• EXTRACTED MATERIAL:
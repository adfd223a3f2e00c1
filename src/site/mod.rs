pub mod blog_client;
pub mod client;
pub mod types;

pub use blog_client::BlogClient;
pub use client::{Network, SiteClient};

• ACTIVITY: A verbatim copy of all the entries above is requested.

• SOLUTION BELOW:
repository adfd223a3f2e00c1
filename src/site/mod.rs
pub mod blog_client;
pub mod client;
pub mod types;

pub use blog_client::BlogClient;
pub use client::{Network, SiteClient};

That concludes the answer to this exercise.